Ujurak just looked blank, shaking his head in bewilderment.

Before Toklo could say any more, he heard Lusa’s high-pitched squeal behind him. “Ujurak! You’re back!”

She burst out of the den and dashed up to Ujurak, pressing herself affectionately against his side. “What’s wrong?” she asked. “You look so sad!”

“Let’s go back to the den,” Toklo suggested, hunching his shoulders against the wind. “Then Ujurak can tell us everything from the beginning.”

The bears huddled together when they were all inside the den. Toklo noticed that Kissimi shrank behind Kallik when he entered, and he felt another stab of irritation with the feeble cub.

He’d be afraid of his own shadow!

Then he admitted to himself that Kissimi hadn’t really deserved to be scared like that, and he squeezed himself to the opposite side of the den, as far away from the cub as he could get.

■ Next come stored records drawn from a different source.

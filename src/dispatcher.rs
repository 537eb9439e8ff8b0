//! Dispatcher - executes parsed commands against a triage queue.
//!
//! Owns all user-facing text; the queue itself never does I/O. Scripts
//! (`load`) run line by line through the same path as typed input.

use std::fmt::Write as _;
use std::fs;
use std::path::Path;

use tracing::{debug, warn};

use crate::command::{Command, TriageError};
use crate::patient::Patient;
use crate::queue::TriageQueue;

/// Fixed waiting-list header
const LIST_HEADER: &str = "  Arrival #   Priority Code   Patient Name\n\
                           +-----------+---------------+--------------+\n";

/// Command menu shown by `help`
pub const HELP: &str = "\
add <priority-code> <patient-name>
            Adds the patient to the triage system.
            <priority-code> must be one of the 4 accepted priority codes:
                1. immediate 2. emergency 3. urgent 4. minimal
            <patient-name>: patient's full legal name (may contain spaces)
next        Announces the patient to be seen next. Takes into account the
            type of emergency and the patient's arrival order.
peek        Displays the patient that is next in line, but keeps in queue
list        Displays the list of all patients that are still waiting
            in the order that they have arrived.
load <file> Reads the file and executes the command on each line
help        Displays this menu
quit        Exits the program";

/// Result of processing one input line
#[derive(Debug, PartialEq, Eq)]
pub enum Outcome {
    /// Keep going; text to show the user (may be empty)
    Continue(String),
    /// `quit` was entered
    Quit,
}

/// Runs commands against one queue and renders the replies.
#[derive(Debug, Default)]
pub struct Dispatcher {
    queue: TriageQueue,
}

impl Dispatcher {
    /// Create a dispatcher over a fresh, empty queue
    pub fn new() -> Self {
        Self {
            queue: TriageQueue::new(),
        }
    }

    /// The queue under dispatch
    pub fn queue(&self) -> &TriageQueue {
        &self.queue
    }

    /// Process one input line as typed at the prompt.
    ///
    /// Parse and execution errors become user-facing diagnostics; nothing
    /// here ends the session except an explicit `quit`.
    pub fn process_line(&mut self, line: &str) -> Outcome {
        let cmd = match Command::parse(line) {
            Ok(cmd) => cmd,
            Err(err) => {
                warn!(%err, "rejected input");
                return Outcome::Continue(format!("Error: {err}."));
            }
        };
        debug!(?cmd, "dispatch");
        match cmd {
            Command::Quit => Outcome::Quit,
            other => Outcome::Continue(self.run(other)),
        }
    }

    /// Execute a non-quit command and render the reply.
    fn run(&mut self, cmd: Command) -> String {
        match cmd {
            Command::Help => HELP.to_string(),
            Command::Add { urgency, name } => {
                let reply = format!("Added patient \"{name}\" to the priority system");
                self.queue.add(Patient::new(name, urgency));
                reply
            }
            Command::Peek => match self.queue.peek_next() {
                Ok(patient) => format!(
                    "Highest priority patient to be called next: {}",
                    patient.name()
                ),
                Err(_) => "No patients waiting.".to_string(),
            },
            Command::Next => match self.queue.remove_next() {
                Ok(patient) => format!("This patient will now be seen: {}", patient.name()),
                Err(_) => "No patients waiting.".to_string(),
            },
            Command::List => {
                let mut out = format!("# patients waiting: {}\n\n", self.queue.len());
                out.push_str(LIST_HEADER);
                out.push_str(&self.queue.render());
                out
            }
            Command::Load(path) => self.exec_script(&path),
            // Handled by process_line; nothing to render here
            Command::Quit => String::new(),
        }
    }

    /// Execute a command script: every line is echoed and dispatched as if
    /// typed at the prompt. Lines already executed stay applied even if a
    /// later line fails; a `quit` inside a script is ignored so a script
    /// cannot end the session.
    fn exec_script(&mut self, path: &Path) -> String {
        let contents = match fs::read_to_string(path) {
            Ok(contents) => contents,
            Err(source) => {
                let err = TriageError::ScriptUnavailable {
                    path: path.to_path_buf(),
                    source,
                };
                warn!(%err, path = %path.display(), "load failed");
                return format!("Error: {err}.");
            }
        };

        let mut out = String::new();
        for line in contents.lines() {
            let _ = write!(out, "\ntriage> {line}");
            match self.process_line(line) {
                Outcome::Continue(text) if !text.is_empty() => {
                    let _ = write!(out, "\n{text}");
                }
                Outcome::Continue(_) => {}
                Outcome::Quit => debug!("quit inside script ignored"),
            }
        }
        out
    }
}

#[cfg(test)]
mod tests {
    use super::*;

    fn reply(dispatcher: &mut Dispatcher, line: &str) -> String {
        match dispatcher.process_line(line) {
            Outcome::Continue(text) => text,
            Outcome::Quit => panic!("unexpected quit for {line:?}"),
        }
    }

    #[test]
    fn test_add_announces_patient() {
        let mut d = Dispatcher::new();
        assert_eq!(
            reply(&mut d, "add emergency Jane Smith"),
            "Added patient \"Jane Smith\" to the priority system"
        );
        assert_eq!(d.queue().len(), 1);
    }

    #[test]
    fn test_peek_and_next_on_empty_queue() {
        let mut d = Dispatcher::new();
        assert_eq!(reply(&mut d, "peek"), "No patients waiting.");
        assert_eq!(reply(&mut d, "next"), "No patients waiting.");
        assert!(d.queue().is_empty());
    }

    #[test]
    fn test_peek_keeps_patient_in_queue() {
        let mut d = Dispatcher::new();
        reply(&mut d, "add minimal Dana");
        reply(&mut d, "add urgent Eve");
        assert_eq!(
            reply(&mut d, "peek"),
            "Highest priority patient to be called next: Eve"
        );
        assert_eq!(d.queue().len(), 2);
    }

    #[test]
    fn test_next_serves_in_priority_order() {
        let mut d = Dispatcher::new();
        reply(&mut d, "add immediate Alice");
        reply(&mut d, "add emergency Bob");
        reply(&mut d, "add immediate Carl");

        assert_eq!(reply(&mut d, "next"), "This patient will now be seen: Alice");
        assert_eq!(reply(&mut d, "next"), "This patient will now be seen: Carl");
        assert_eq!(reply(&mut d, "next"), "This patient will now be seen: Bob");
        assert_eq!(reply(&mut d, "next"), "No patients waiting.");
    }

    #[test]
    fn test_list_renders_count_header_and_rows() {
        let mut d = Dispatcher::new();
        reply(&mut d, "add urgent John Doe");
        let listing = reply(&mut d, "list");
        assert!(listing.starts_with("# patients waiting: 1\n\n"));
        assert!(listing.contains("  Arrival #   Priority Code   Patient Name\n"));
        assert!(listing.contains("+-----------+---------------+--------------+\n"));
        assert!(listing.ends_with("\t1\t\t  urgent\t\t  John Doe\n"));
    }

    #[test]
    fn test_list_on_empty_queue() {
        let mut d = Dispatcher::new();
        let listing = reply(&mut d, "list");
        assert!(listing.starts_with("# patients waiting: 0\n\n"));
        assert!(listing.ends_with("+-----------+---------------+--------------+\n"));
    }

    #[test]
    fn test_invalid_priority_is_rejected_without_enqueue() {
        let mut d = Dispatcher::new();
        assert_eq!(
            reply(&mut d, "add critical John"),
            "Error: invalid priority code: critical."
        );
        assert!(d.queue().is_empty());
    }

    #[test]
    fn test_diagnostics_do_not_mutate_state() {
        let mut d = Dispatcher::new();
        assert_eq!(reply(&mut d, ""), "Error: no command given.");
        assert_eq!(reply(&mut d, "add"), "Error: no priority code given.");
        assert_eq!(reply(&mut d, "add urgent"), "Error: no patient name given.");
        assert_eq!(
            reply(&mut d, "discharge Bob"),
            "Error: unrecognized command: discharge."
        );
        assert!(d.queue().is_empty());
    }

    #[test]
    fn test_quit_ends_session() {
        let mut d = Dispatcher::new();
        assert_eq!(d.process_line("quit"), Outcome::Quit);
    }

    #[test]
    fn test_help_shows_menu() {
        let mut d = Dispatcher::new();
        let text = reply(&mut d, "help");
        assert!(text.contains("add <priority-code> <patient-name>"));
        assert!(text.contains("quit        Exits the program"));
    }

    #[test]
    fn test_load_missing_file() {
        let mut d = Dispatcher::new();
        assert_eq!(
            reply(&mut d, "load no-such-file.txt"),
            "Error: could not open file."
        );
        assert!(d.queue().is_empty());
    }
}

Kallik hesitated, then gave him a nod of thanks as she drew Kissimi close to her with one paw curled around him. She seemed to realize that Toklo hadn’t meant to frighten her cub.

Toklo made a conscious effort to relax in the warmth, listening to the sound of the wind whistling by overhead. “Okay,” he said to Ujurak. “Tell us everything.”

He listened in astonishment as Ujurak related how he had changed into a flat-face and then into a raven, flying with the old man Tulugaq. His eyes widened as he heard about the cave where the Selamiut, the spirits, gathered. And his heart sank as Ujurak described the spreading tide of oil, the whole island drowning in it as Tulugaq the raven had drowned.

“What about the white bears?” Kallik asked, her voice shaking with horror as she curled her paw even more protectively around Kissimi.

“Well, unless they can swim in oil, they’ll die!” Ujurak snapped. His voice was unusually sharp; Toklo guessed that he was feeling helpless and frustrated.

“From what Tulugaq told you, it sounds as if the spirits can give us the answer.” Lusa was frowning thoughtfully. “The flat-faces call the lights in the sky the Selamiut,” she went on, half to herself. “And the white bears here call them the Iqniq. Are all the ancestors in the world up there?”

Ujurak shook his head. “I don’t know. But the sky is very big,” he pointed out.

Since Kallik’s question about the white bears she had been silent, sunk deep in thought with her eyes narrowed. “So what should we do next?” she asked. “If the answers are in the stars, does that mean Ujurak has to go to the place where the Selamiut are?” Even as the words were coming out of her mouth, she realized,
But that’s impossible!

“In the stars?” Toklo scoffed, putting words to her thought. Even Ujurak couldn’t fly so high. “Good luck with that!”

“Wait,” Lusa said, stretching out a paw to silence Toklo. “Ujurak, didn’t you say that the cave is called the Place of the Selamiut? What if the cave is the place where we’re meant to go?”

Ujurak gave her a doubtful look. “It’s a long way.”

“I think Lusa’s right.” Toklo hated to admit it, but what the little black bear said made sense. “Tulugaq mentioned the home of the Selamiut
and
looking for you in the stars, didn’t he? Which sounds like two different places. So one
must
be the cave! Besides, the flat-face couldn’t possibly have meant that Ujurak had to meet him in the
real
stars.” As he spoke, a chill sank deep into Toklo’s fur.
The only way a bear can get to the stars is by dying.
“He
didn’t
mean that,” he repeated aggressively. “So where else is there, except the cave?”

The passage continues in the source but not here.